Nickolas Sharp, 37, worked as a senior developer for Ubiquiti between 2018 and 2021 and took advantage of his authorized access to Ubiquiti’s network to steal gigabytes’ worth of files from the company during an orchestrated security breach in December 2020. The press release announcing his plea does not mention the company’s name, calling it only Company-1, but he has been identified publicly as a former employee and in a lawsuit filed by Ubiquiti.
Prosecutors said that Sharp used the Surfshark VPN service to hide his home IP address and intentionally damaged Ubiquiti’s computer systems during the attack in an attempt to conceal his unauthorized activity. Sharp later posed as an anonymous hacker who claimed to be behind the incident while working on an internal team that was investigating the security breach.
Sharp leaked data stolen from Ubiquiti after the company refused to pay 50 bitcoin ransom
While concealing his identity, Sharp attempted to extort Ubiquiti, sending a ransom note to the company demanding 50 Bitcoin (worth around $1.9 million at that time) in exchange for returning the stolen data and disclosing the security vulnerabilities used to acquire it. When Ubiquiti refused the ransom demands, Sharp leaked some of the stolen data to the public.
The FBI was prompted to investigate Sharp’s home around March 24th, 2021, after it was discovered that a temporary internet outage had exposed Sharp’s IP address during the security breach:
For the majority of this cybersecurity incident (the “Incident”), SHARP used a virtual private network (“VPN”) service that he subscribed to from a company named Surfshark to mask his Internet Protocol (“IP”) address when he accessed Company-1’s AWS and GitHub infrastructure without authorization. At one point during the exfiltration of Company-1 data, SHARP’s home IP address became unmasked following a temporary internet outage at SHARP’s home.

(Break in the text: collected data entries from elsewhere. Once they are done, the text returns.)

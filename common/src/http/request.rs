use std::fmt::Write as _;

#[derive(Debug, Clone, Copy, PartialEq, Eq)]
pub enum Method {
    Get,
    Post,
}

impl Method {
    pub fn as_str(self) -> &'static str {
        match self {
            Self::Get => "GET",
            Self::Post => "POST",
        }
    }
}

#[derive(Debug, Clone, PartialEq, Eq)]
pub struct HttpRequest {
    pub method: Method,
    pub host: String,
    pub path: String,
    pub content_type: Option<String>,
    pub body: Option<Vec<u8>>,
}

impl HttpRequest {
    pub fn get(host: &str, path: &str) -> Self {
        Self {
            method: Method::Get,
            host: host.to_string(),
            path: path.to_string(),
            content_type: None,
            body: None,
        }
    }

    pub fn post(host: &str, path: &str, content_type: &str, body: &[u8]) -> Self {
        Self {
            method: Method::Post,
            host: host.to_string(),
            path: path.to_string(),
            content_type: Some(content_type.to_string()),
            body: Some(body.to_vec()),
        }
    }

    pub fn post_json(host: &str, path: &str, body: &[u8]) -> Self {
        Self::post(host, path, "application/json", body)
    }

    /// Wire form of the request. Every request asks the server to close the
    /// connection so end-of-body is observable as end-of-stream.
    pub fn encode(&self) -> Vec<u8> {
        let body = self.body.as_deref().unwrap_or_default();
        let mut head = String::with_capacity(128 + self.path.len());

        let _ = write!(
            &mut head,
            "{} {} HTTP/1.1\r\nHost: {}\r\n",
            self.method.as_str(),
            self.path,
            self.host
        );
        if self.method == Method::Post {
            let content_type = self.content_type.as_deref().unwrap_or("application/json");
            let _ = write!(
                &mut head,
                "Content-Type: {content_type}\r\nContent-Length: {}\r\n",
                body.len()
            );
        }
        head.push_str("Connection: close\r\n\r\n");

        let mut bytes = head.into_bytes();
        bytes.extend_from_slice(body);
        bytes
    }
}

Sharp lied to FBI investigators, denying responsibility for the incident and claiming he hadn’t used the Surfshark VPN service prior to the internal investigation in January 2021. When presented with evidence that he had, in fact, purchased the Surfshark VPN service in July 2020, Sharp claimed that “someone else must have used his PayPal account to make the purchase.”
Sharp faces up to 35 years in prison after pleading guilty to multiple felony charges
Several days after the FBI investigation, Sharp contacted Brian Krebs of Krebs on Security masquerading as an anonymous whistleblower and falsely claiming that the hacker had acquired root administrator access to Ubiquiti’s accounts. He also accused the company’s legal team of attempting to cover up the security breach. Ubiquiti lost over $4 billion as a result of the company’s stock price falling by approximately 20 percent in the days following Krebs on Security’s publication of these false reports.

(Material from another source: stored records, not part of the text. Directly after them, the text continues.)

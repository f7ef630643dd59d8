use serde::{Deserialize, Serialize};

use crate::routes::{
    API_DATA_ROUTE, API_FIRMWARE_CHECK_ROUTE, API_FIRMWARE_DOWNLOAD_ROUTE, API_REGISTER_ROUTE,
};

pub const MODEL_TYPE: &str = "ESP32_C3_DHT22";
pub const FIRMWARE_VERSION: &str = env!("CARGO_PKG_VERSION");

#[derive(Debug, Clone, PartialEq, Eq, Serialize, Deserialize)]
pub struct ServerConfig {
    pub host: String,
    pub port: u16,
}

impl Default for ServerConfig {
    fn default() -> Self {
        Self {
            host: "192.168.1.100".to_string(),
            port: 3000,
        }
    }
}

#[derive(Debug, Clone, PartialEq, Eq, Serialize, Deserialize)]
pub struct ApiRoutes {
    pub register: String,
    pub readings: String,
    #[serde(rename = "firmwareCheck")]
    pub firmware_check: String,
    #[serde(rename = "firmwareDownload")]
    pub firmware_download: String,
}

impl Default for ApiRoutes {
    fn default() -> Self {
        Self {
            register: API_REGISTER_ROUTE.to_string(),
            readings: API_DATA_ROUTE.to_string(),
            firmware_check: API_FIRMWARE_CHECK_ROUTE.to_string(),
            firmware_download: API_FIRMWARE_DOWNLOAD_ROUTE.to_string(),
        }
    }
}

#[derive(Debug, Clone, PartialEq, Eq, Serialize, Deserialize)]
pub struct WifiConfig {
    pub connect_timeout_ms: u64,
    pub status_poll_ms: u64,
    pub address_poll_ms: u64,
    /// Consecutive failed status polls before the radio is disassociated and
    /// the connect is re-issued.
    pub radio_reset_after_polls: u32,
    pub radio_reset_settle_ms: u64,
    pub disconnect_settle_ms: u64,
}

impl Default for WifiConfig {
    fn default() -> Self {
        Self {
            connect_timeout_ms: 20_000,
            status_poll_ms: 1_000,
            address_poll_ms: 500,
            radio_reset_after_polls: 6,
            radio_reset_settle_ms: 500,
            disconnect_settle_ms: 1_000,
        }
    }
}

#[derive(Debug, Clone, PartialEq, Eq, Serialize, Deserialize)]
pub struct HttpConfig {
    pub response_timeout_ms: u64,
    pub idle_poll_ms: u64,
}

impl Default for HttpConfig {
    fn default() -> Self {
        Self {
            response_timeout_ms: 10_000,
            idle_poll_ms: 10,
        }
    }
}

#[derive(Debug, Clone, PartialEq, Eq, Serialize, Deserialize)]
pub struct RetryConfig {
    pub max_attempts: u32,
    pub delay_ms: u64,
}

impl Default for RetryConfig {
    fn default() -> Self {
        Self {
            max_attempts: 3,
            delay_ms: 500,
        }
    }
}

#[derive(Debug, Clone, PartialEq, Eq, Serialize, Deserialize)]
pub struct OtaConfig {
    /// Download ceiling as a multiple of the HTTP response timeout.
    pub download_timeout_factor: u32,
    pub stall_timeout_ms: u64,
    pub progress_step_pct: u8,
    pub chunk_size: usize,
    pub announce_delay_ms: u64,
    pub apply_delay_ms: u64,
}

impl Default for OtaConfig {
    fn default() -> Self {
        Self {
            download_timeout_factor: 3,
            stall_timeout_ms: 10_000,
            progress_step_pct: 5,
            chunk_size: 128,
            announce_delay_ms: 2_000,
            apply_delay_ms: 3_000,
        }
    }
}

#[derive(Debug, Clone, PartialEq, Eq, Serialize, Deserialize)]
pub struct ScheduleConfig {
    pub reading_interval_ms: u64,
    pub update_check_interval_ms: u64,
    pub battery_log_interval_ms: u64,
    pub wifi_restart_grace_ms: u64,
    #[serde(default = "default_low_battery_pct")]
    pub low_battery_pct: u8,
}

fn default_low_battery_pct() -> u8 {
    20
}

impl Default for ScheduleConfig {
    fn default() -> Self {
        Self {
            reading_interval_ms: 10_000,
            update_check_interval_ms: 3_600_000,
            battery_log_interval_ms: 10_000,
            wifi_restart_grace_ms: 300_000,
            low_battery_pct: default_low_battery_pct(),
        }
    }
}

#[derive(Debug, Clone, Default, PartialEq, Eq, Serialize, Deserialize)]
pub struct NodeConfig {
    pub server: ServerConfig,
    #[serde(default)]
    pub routes: ApiRoutes,
    #[serde(default)]
    pub wifi: WifiConfig,
    #[serde(default)]
    pub http: HttpConfig,
    #[serde(default)]
    pub retry: RetryConfig,
    #[serde(default)]
    pub ota: OtaConfig,
    #[serde(default)]
    pub schedule: ScheduleConfig,
}

impl NodeConfig {
    pub fn sanitize(&mut self) {
        if self.server.port == 0 {
            self.server.port = ServerConfig::default().port;
        }

        self.wifi.connect_timeout_ms = self.wifi.connect_timeout_ms.max(1_000);
        self.wifi.status_poll_ms = self.wifi.status_poll_ms.clamp(10, 10_000);
        self.wifi.address_poll_ms = self.wifi.address_poll_ms.clamp(10, 10_000);
        self.wifi.radio_reset_after_polls = self.wifi.radio_reset_after_polls.max(1);

        self.http.response_timeout_ms = self.http.response_timeout_ms.max(100);
        self.http.idle_poll_ms = self.http.idle_poll_ms.clamp(1, 1_000);

        self.retry.max_attempts = self.retry.max_attempts.clamp(1, 10);

        self.ota.download_timeout_factor = self.ota.download_timeout_factor.max(1);
        self.ota.stall_timeout_ms = self.ota.stall_timeout_ms.max(100);
        self.ota.progress_step_pct = self.ota.progress_step_pct.clamp(1, 50);
        self.ota.chunk_size = self.ota.chunk_size.clamp(16, 4_096);

        self.schedule.reading_interval_ms = self.schedule.reading_interval_ms.max(1_000);
        self.schedule.update_check_interval_ms =
            self.schedule.update_check_interval_ms.max(60_000);
        self.schedule.low_battery_pct = self.schedule.low_battery_pct.min(100);
    }

    pub fn download_ceiling_ms(&self) -> u64 {
        self.http
            .response_timeout_ms
            .saturating_mul(u64::from(self.ota.download_timeout_factor))
    }
}

/// Identity of the running node, built once at boot and handed to every
/// component that talks to the server.
#[derive(Debug, Clone, PartialEq, Eq, Serialize, Deserialize)]
pub struct DeviceContext {
    #[serde(rename = "deviceId")]
    pub device_id: String,
    #[serde(rename = "modelType")]
    pub model_type: String,
    #[serde(rename = "firmwareVersion")]
    pub firmware_version: String,
}

impl DeviceContext {
    pub fn new(device_id: impl Into<String>) -> Self {
        Self {
            device_id: device_id.into(),
            model_type: MODEL_TYPE.to_string(),
            firmware_version: FIRMWARE_VERSION.to_string(),
        }
    }
}

#[derive(Debug, Clone, Default, PartialEq, Eq, Serialize, Deserialize)]
pub struct WifiCredentials {
    pub ssid: String,
    pub password: String,
}

impl WifiCredentials {
    pub fn is_configured(&self) -> bool {
        let ssid = self.ssid.trim();
        !ssid.is_empty() && ssid != "CHANGE_ME"
    }
}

Ubiquiti sued Krebs in March of last year, alleging his coverage defamed the company. Krebs and the company agreed to dismiss the lawsuit in September, and he has removed the original articles from his site.
Sharp now faces a maximum sentence of 35 years in prison for intentionally damaging a protected computer, wire fraud, and making false statements to the FBI. His sentencing hearing is scheduled for May 10th, 2023.